Seis países de la UE reactivan la pelea por gravar las ganancias de las petroleras

Imagen: El País
Seis países de la UE, liderados por España, presionan para reabrir el debate sobre un impuesto extraordinario a las petroleras. La medida buscaría captar parte de las ganancias récord del sector en medio de la crisis energética y fiscal europea.
España y otros cinco países europeos han decidido volver a empujar una vieja discusión que Bruselas no ha querido cerrar del todo: cómo gravar de forma extraordinaria los beneficios de las petroleras en plena crisis energética. Los ministros de Economía de Alemania, Italia, Austria, Polonia, Portugal y el español Carlos Cuerpo pidieron a la presidencia irlandesa del Consejo de la UE que incluya el tema en la agenda de septiembre, según informó El País, en un movimiento que refleja que el debate sobre quién paga la factura de la volatilidad energética sigue abierto en Europa.

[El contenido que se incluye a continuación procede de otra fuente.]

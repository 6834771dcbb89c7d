use kt_server::{ServerConfig, run_server, telemetry};

#[tokio::main]
async fn main() -> anyhow::Result<()> {
    let config = ServerConfig::from_env()?;
    telemetry::init(config.log_format);
    tracing::info!(
        provider = ?config.provider,
        vector_db = ?config.vector_db,
        collection = %config.collection,
        "starting kt-server"
    );
    run_server(config).await
}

La iniciativa no es menor porque reúne a economías de peso con sensibilidades distintas, pero una preocupación común: las ganancias extraordinarias de las grandes energéticas han crecido al calor de la guerra en Ucrania, la disrupción del mercado del gas y el encarecimiento de los combustibles, mientras gobiernos de todo el continente enfrentan presión para sostener ayudas sociales, financiar la transición energética y contener el costo de vida. De acuerdo con la información publicada por El País, los ministros firmantes quieren que la presidencia irlandesa active formalmente el debate en septiembre, un paso que podría reavivar la discusión sobre un instrumento fiscal que ya fue aplicado, con distintos matices, durante los picos más duros de la crisis.

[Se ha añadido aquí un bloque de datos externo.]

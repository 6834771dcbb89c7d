//! Page-aware document chunking.
//!
//! [`RecursiveChunker`] splits each page hierarchically by paragraphs,
//! sentences, then words. Chunks never span pages, so every chunk keeps the
//! page number it came from.

use crate::document::Page;

/// A chunk of page text before it is numbered, embedded and stored.
#[derive(Debug, Clone, PartialEq, Eq)]
pub struct PageChunk {
    /// The chunk text.
    pub text: String,
    /// 1-based page number the text came from.
    pub page: u32,
}

/// A strategy for splitting loaded pages into chunks.
pub trait Chunker: Send + Sync {
    /// Split pages into chunks, in document order.
    ///
    /// Pages with no text produce no chunks.
    fn chunk(&self, pages: &[Page]) -> Vec<PageChunk>;
}

/// Splits text hierarchically: paragraphs → sentences → words.
///
/// First splits by paragraph separators (`\n\n`). If a paragraph exceeds
/// `chunk_size`, splits by sentence boundaries (`. `, `! `, `? `). If a
/// sentence still exceeds `chunk_size`, splits by word boundaries, and
/// finally by characters with `chunk_overlap` characters shared between
/// neighbours.
///
/// # Example
///
/// ```rust,ignore
/// use kt_rag::RecursiveChunker;
///
/// let chunker = RecursiveChunker::new(512, 64);
/// let chunks = chunker.chunk(&pages);
/// ```
#[derive(Debug, Clone)]
pub struct RecursiveChunker {
    chunk_size: usize,
    chunk_overlap: usize,
}

impl RecursiveChunker {
    /// Create a new `RecursiveChunker`.
    ///
    /// # Arguments
    ///
    /// * `chunk_size`: maximum number of bytes per chunk
    /// * `chunk_overlap`: characters shared between chunks cut mid-word
    pub fn new(chunk_size: usize, chunk_overlap: usize) -> Self {
        Self { chunk_size: chunk_size.max(1), chunk_overlap }
    }
}

const SEPARATORS: [&str; 5] = ["\n\n", ". ", "! ", "? ", " "];

/// Split text by a separator, then merge segments into chunks that respect
/// `chunk_size`. If a segment exceeds `chunk_size`, it is split further
/// using the next-level separator.
fn split_and_merge(
    text: &str,
    chunk_size: usize,
    chunk_overlap: usize,
    separators: &[&str],
) -> Vec<String> {
    if text.len() <= chunk_size || separators.is_empty() {
        return split_by_size(text, chunk_size, chunk_overlap);
    }

    let separator = separators[0];
    let remaining_separators = &separators[1..];
    let segments = split_keeping_separator(text, separator);

    let mut chunks = Vec::new();
    let mut current = String::new();

    for segment in segments {
        if current.is_empty() {
            current = segment.to_string();
        } else if current.len() + segment.len() <= chunk_size {
            current.push_str(segment);
        } else {
            flush(&mut chunks, &current, chunk_size, chunk_overlap, remaining_separators);
            current = segment.to_string();
        }
    }

    if !current.is_empty() {
        flush(&mut chunks, &current, chunk_size, chunk_overlap, remaining_separators);
    }

    chunks
}

fn flush(
    chunks: &mut Vec<String>,
    current: &str,
    chunk_size: usize,
    chunk_overlap: usize,
    separators: &[&str],
) {
    if current.len() > chunk_size {
        chunks.extend(split_and_merge(current, chunk_size, chunk_overlap, separators));
    } else {
        chunks.push(current.to_string());
    }
}

/// Split text at a separator while keeping the separator attached to the preceding segment.
fn split_keeping_separator<'a>(text: &'a str, separator: &str) -> Vec<&'a str> {
    let mut result = Vec::new();
    let mut start = 0;

    while let Some(pos) = text[start..].find(separator) {
        let end = start + pos + separator.len();
        result.push(&text[start..end]);
        start = end;
    }

    if start < text.len() {
        result.push(&text[start..]);
    }

    result
}

/// Character-based splitting with overlap. Cuts only on char boundaries.
fn split_by_size(text: &str, chunk_size: usize, chunk_overlap: usize) -> Vec<String> {
    if text.is_empty() {
        return Vec::new();
    }
    if text.len() <= chunk_size {
        return vec![text.to_string()];
    }

    let boundaries: Vec<usize> =
        text.char_indices().map(|(i, _)| i).chain(std::iter::once(text.len())).collect();
    let char_count = boundaries.len() - 1;

    let mut chunks = Vec::new();
    let mut start = 0;

    while start < char_count {
        let mut end = start;
        while end < char_count && boundaries[end + 1] - boundaries[start] <= chunk_size {
            end += 1;
        }
        if end == start {
            // a single char wider than chunk_size
            end = start + 1;
        }
        chunks.push(text[boundaries[start]..boundaries[end]].to_string());
        if end == char_count {
            break;
        }
        let step = (end - start).saturating_sub(chunk_overlap).max(1);
        start += step;
    }

    chunks
}

impl Chunker for RecursiveChunker {
    fn chunk(&self, pages: &[Page]) -> Vec<PageChunk> {
        pages
            .iter()
            .flat_map(|page| {
                split_and_merge(&page.text, self.chunk_size, self.chunk_overlap, &SEPARATORS)
                    .into_iter()
                    .filter(|text| !text.trim().is_empty())
                    .map(move |text| PageChunk { text, page: page.page })
            })
            .collect()
    }
}

#[cfg(test)]
mod tests {
    use super::*;

    fn page(text: &str, page: u32) -> Page {
        Page { text: text.to_string(), page }
    }

    #[test]
    fn short_pages_become_single_chunks() {
        let chunker = RecursiveChunker::new(100, 10);
        let chunks = chunker.chunk(&[page("Paris is referenced on page 3.", 3)]);
        assert_eq!(chunks, vec![PageChunk { text: "Paris is referenced on page 3.".into(), page: 3 }]);
    }

    #[test]
    fn chunks_never_span_pages() {
        let chunker = RecursiveChunker::new(20, 5);
        let chunks = chunker.chunk(&[
            page("First page sentence one. First page sentence two.", 1),
            page("Second page.", 2),
        ]);
        assert!(chunks.len() >= 3);
        assert_eq!(chunks.last().map(|c| c.page), Some(2));
        assert!(chunks.iter().filter(|c| c.page == 1).all(|c| !c.text.contains("Second")));
    }

    #[test]
    fn respects_chunk_size() {
        let chunker = RecursiveChunker::new(16, 4);
        let text = "alpha beta gamma delta epsilon zeta eta theta iota kappa";
        for chunk in chunker.chunk(&[page(text, 1)]) {
            assert!(chunk.text.len() <= 16, "chunk too long: {:?}", chunk.text);
        }
    }

    #[test]
    fn size_split_is_char_boundary_safe() {
        let pieces = split_by_size("ééééééééé", 5, 1);
        assert!(!pieces.is_empty());
        assert!(pieces.iter().all(|p| p.len() <= 5));
    }

    #[test]
    fn empty_pages_produce_nothing() {
        let chunker = RecursiveChunker::new(16, 4);
        assert!(chunker.chunk(&[page("", 1), page("   ", 2)]).is_empty());
    }
}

Lo relevante aquí no es solo el impuesto en sí, sino la batalla política que lo rodea. En Europa persiste una tensión de fondo: por un lado, la necesidad de evitar que las empresas trasladen sus costos a los consumidores; por otro, la urgencia de no castigar inversiones en un sector clave para la seguridad energética del continente. El antecedente inmediato fue la ola de gravámenes excepcionales aprobados tras la invasión rusa de Ucrania, cuando varios gobiernos concluyeron que no tenía sentido permitir que compañías con utilidades desbordadas esquivaran una contribución adicional en medio de una emergencia social. Ahora, con la inflación moderada pero el costo de la energía todavía sensible en hogares y empresas, la propuesta vuelve a escena como una prueba de hasta dónde está dispuesta la UE a intervenir en el mercado para repartir mejor los costos de la crisis.
Si el debate prospera en septiembre, no solo se medirá la capacidad de la presidencia irlandesa para ordenar posiciones entre países con intereses divergentes; también quedará claro si Europa está dispuesta a sostener una lógica de contribuciones extraordinarias para sectores que se benefician de coyunturas excepcionales. Para la gente común, la discusión importa porque detrás del lenguaje técnico hay una pregunta muy concreta: quién debe financiar la salida de una crisis que todavía no termina de irse.